Influence of structural defect and sample size on thermal conductivity of gallium selenide/graphene

Abstract

The thermal conductivity (TC) of graphene-based vertical stacking material has recently attracted a lot of researchers based on its ability to help the thermal management of nanoelectronics devices due to the multifunctional properties of these engineered materials. Herein, we analyze the thermal conductivity of pristine/nanoporous gallium selenide/graphene heterostructure (GaSeGrHs) and gallium selenide (GaSe) using non-equilibrium molecular dynamics (NEMD) simulations. The influence of temperature difference/averaged temperature/sample length/pore shape on GaSeGrHs and GaSe was investigated. Due to the high graphene substrate's TC, the TC of the GaSeGrHs sheet is much bigger than the GaSe sheet. The results calculated by NEMD are similar to those calculated from the theoretical prediction formula and unaffected by temperature differences between the two thermal sources of hot and cold. Besides, the thermal conductivities of nanoporous GaSeGrHs are notably smaller than those of pristine ones. Also, the pore shapes can finely tune the TCs as well as the distribution of temperature around the membrane pore.
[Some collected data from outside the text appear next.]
//! Persistent configuration model and defaults.

use std::path::{Path, PathBuf};

use log::{info, warn};

pub const CONFIG_FILE_NAME: &str = "voicebank.toml";

/// Root configuration persisted to `voicebank.toml`.
#[derive(Debug, Clone, Default, PartialEq, serde::Deserialize, serde::Serialize)]
pub struct Config {
    #[serde(default)]
    /// Where clips, portraits, and catalog snapshots live.
    pub storage: StorageConfig,
    #[serde(default)]
    /// Language priority and download preferences.
    pub voice: VoiceConfig,
    #[serde(default)]
    /// Upstream endpoints, timeouts, and retry policy.
    pub network: NetworkConfig,
}

#[derive(Debug, Clone, PartialEq, serde::Deserialize, serde::Serialize)]
pub struct StorageConfig {
    #[serde(default = "default_data_dir")]
    pub data_dir: PathBuf,
}

#[derive(Debug, Clone, PartialEq, Eq, serde::Deserialize, serde::Serialize)]
pub struct VoiceConfig {
    /// Rank digits in lookup order (1 方言, 2 中文, 3 日语, 4 英语, 5 韩语, 6 意语).
    #[serde(default = "default_language_priority")]
    pub language_priority: String,
    /// Rank digits of the languages the downloader may fetch.
    #[serde(default = "default_download_languages")]
    pub download_languages: String,
    #[serde(default = "default_true")]
    pub auto_download: bool,
    #[serde(default)]
    pub auto_download_skin: bool,
    /// Lookups reuse the in-memory catalog for this long before rescanning.
    #[serde(default = "default_catalog_refresh_secs")]
    pub catalog_refresh_secs: u64,
}

#[derive(Debug, Clone, PartialEq, Eq, serde::Deserialize, serde::Serialize)]
pub struct NetworkConfig {
    #[serde(default = "default_wiki_base_url")]
    pub wiki_base_url: String,
    #[serde(default = "default_asset_base_url")]
    pub asset_base_url: String,
    #[serde(default = "default_connect_timeout_ms")]
    pub connect_timeout_ms: u64,
    #[serde(default = "default_read_timeout_ms")]
    pub read_timeout_ms: u64,
    /// Attempts per request, counting the first one.
    #[serde(default = "default_max_attempts")]
    pub max_attempts: u32,
    #[serde(default = "default_retry_delay_ms")]
    pub retry_delay_ms: u64,
    #[serde(default = "default_requests_per_second")]
    pub requests_per_second: u32,
    /// Highest numeric clip slot probed per language.
    #[serde(default = "default_max_file_index")]
    pub max_file_index: u32,
}

impl Default for StorageConfig {
    fn default() -> Self {
        Self {
            data_dir: default_data_dir(),
        }
    }
}

impl Default for VoiceConfig {
    fn default() -> Self {
        Self {
            language_priority: default_language_priority(),
            download_languages: default_download_languages(),
            auto_download: true,
            auto_download_skin: false,
            catalog_refresh_secs: default_catalog_refresh_secs(),
        }
    }
}

impl Default for NetworkConfig {
    fn default() -> Self {
        Self {
            wiki_base_url: default_wiki_base_url(),
            asset_base_url: default_asset_base_url(),
            connect_timeout_ms: default_connect_timeout_ms(),
            read_timeout_ms: default_read_timeout_ms(),
            max_attempts: default_max_attempts(),
            retry_delay_ms: default_retry_delay_ms(),
            requests_per_second: default_requests_per_second(),
            max_file_index: default_max_file_index(),
        }
    }
}

fn default_true() -> bool {
    true
}

fn default_data_dir() -> PathBuf {
    dirs::data_dir()
        .unwrap_or_else(std::env::temp_dir)
        .join("voicebank")
}

fn default_language_priority() -> String {
    "123456".to_string()
}

fn default_download_languages() -> String {
    "123".to_string()
}

fn default_catalog_refresh_secs() -> u64 {
    30
}

fn default_wiki_base_url() -> String {
    "https://prts.wiki".to_string()
}

fn default_asset_base_url() -> String {
    "https://torappu.prts.wiki/assets/audio".to_string()
}

fn default_connect_timeout_ms() -> u64 {
    5_000
}

fn default_read_timeout_ms() -> u64 {
    10_000
}

fn default_max_attempts() -> u32 {
    3
}

fn default_retry_delay_ms() -> u64 {
    500
}

fn default_requests_per_second() -> u32 {
    8
}

fn default_max_file_index() -> u32 {
    50
}

fn digits_only(value: &str, fallback: fn() -> String) -> String {
    let digits: String = value.chars().filter(char::is_ascii_digit).collect();
    if digits.is_empty() {
        fallback()
    } else {
        digits
    }
}

fn trim_base_url(value: &str, fallback: fn() -> String) -> String {
    let trimmed = value.trim().trim_end_matches('/');
    if trimmed.is_empty() {
        fallback()
    } else {
        trimmed.to_string()
    }
}

/// Clamps values into their supported ranges.
pub fn sanitize_config(config: Config) -> Config {
    Config {
        storage: config.storage,
        voice: VoiceConfig {
            language_priority: digits_only(
                &config.voice.language_priority,
                default_language_priority,
            ),
            download_languages: digits_only(
                &config.voice.download_languages,
                default_download_languages,
            ),
            auto_download: config.voice.auto_download,
            auto_download_skin: config.voice.auto_download_skin,
            catalog_refresh_secs: config.voice.catalog_refresh_secs.min(24 * 60 * 60),
        },
        network: NetworkConfig {
            wiki_base_url: trim_base_url(&config.network.wiki_base_url, default_wiki_base_url),
            asset_base_url: trim_base_url(
                &config.network.asset_base_url,
                default_asset_base_url,
            ),
            connect_timeout_ms: config.network.connect_timeout_ms.clamp(500, 60_000),
            read_timeout_ms: config.network.read_timeout_ms.clamp(500, 120_000),
            max_attempts: config.network.max_attempts.clamp(1, 5),
            retry_delay_ms: config.network.retry_delay_ms.min(10_000),
            requests_per_second: config.network.requests_per_second.max(1),
            max_file_index: config.network.max_file_index.clamp(1, 200),
        },
    }
}

pub fn default_config_path() -> Option<PathBuf> {
    dirs::config_dir().map(|dir| dir.join(CONFIG_FILE_NAME))
}

/// Loads `path`, writing defaults first when the file does not exist.
///
/// Unreadable or unparsable files fall back to defaults.
pub fn load_or_create(path: &Path) -> Config {
    if !path.exists() {
        let default_config = Config::default();
        info!(
            "Config file not found. Creating default config. path={}",
            path.display()
        );
        let written = toml::to_string(&default_config)
            .map_err(|err| err.to_string())
            .and_then(|content| {
                if let Some(parent) = path.parent() {
                    std::fs::create_dir_all(parent).map_err(|err| err.to_string())?;
                }
                std::fs::write(path, content).map_err(|err| err.to_string())
            });
        if let Err(err) = written {
            warn!("Failed to write default config {}: {}", path.display(), err);
        }
        return sanitize_config(default_config);
    }

    let parsed = std::fs::read_to_string(path)
        .map_err(|err| err.to_string())
        .and_then(|content| toml::from_str::<Config>(&content).map_err(|err| err.to_string()));
    match parsed {
        Ok(config) => sanitize_config(config),
        Err(err) => {
            warn!(
                "Failed to load config {}; using defaults: {}",
                path.display(),
                err
            );
            sanitize_config(Config::default())
        }
    }
}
Besides, the TC of pristine GaSeGrHs increases as the sample size rises from 10 to 70 nm and the temperature drops from 800 K to 100 K. In fact, with increasing average temperature, the GaSeGrHs TC drops 64 % and 54.7 % in ZZ and AC directions compared to the GaSe TC with 88.66 % and 89.66 %, respectively. Overall, the study would better understand the thermal conductivity of GaSeGrHs under various investigated conditions. It would extend its successful applications of these 2D materials in nanoelectronic, spintronic, and thermoelectric devices.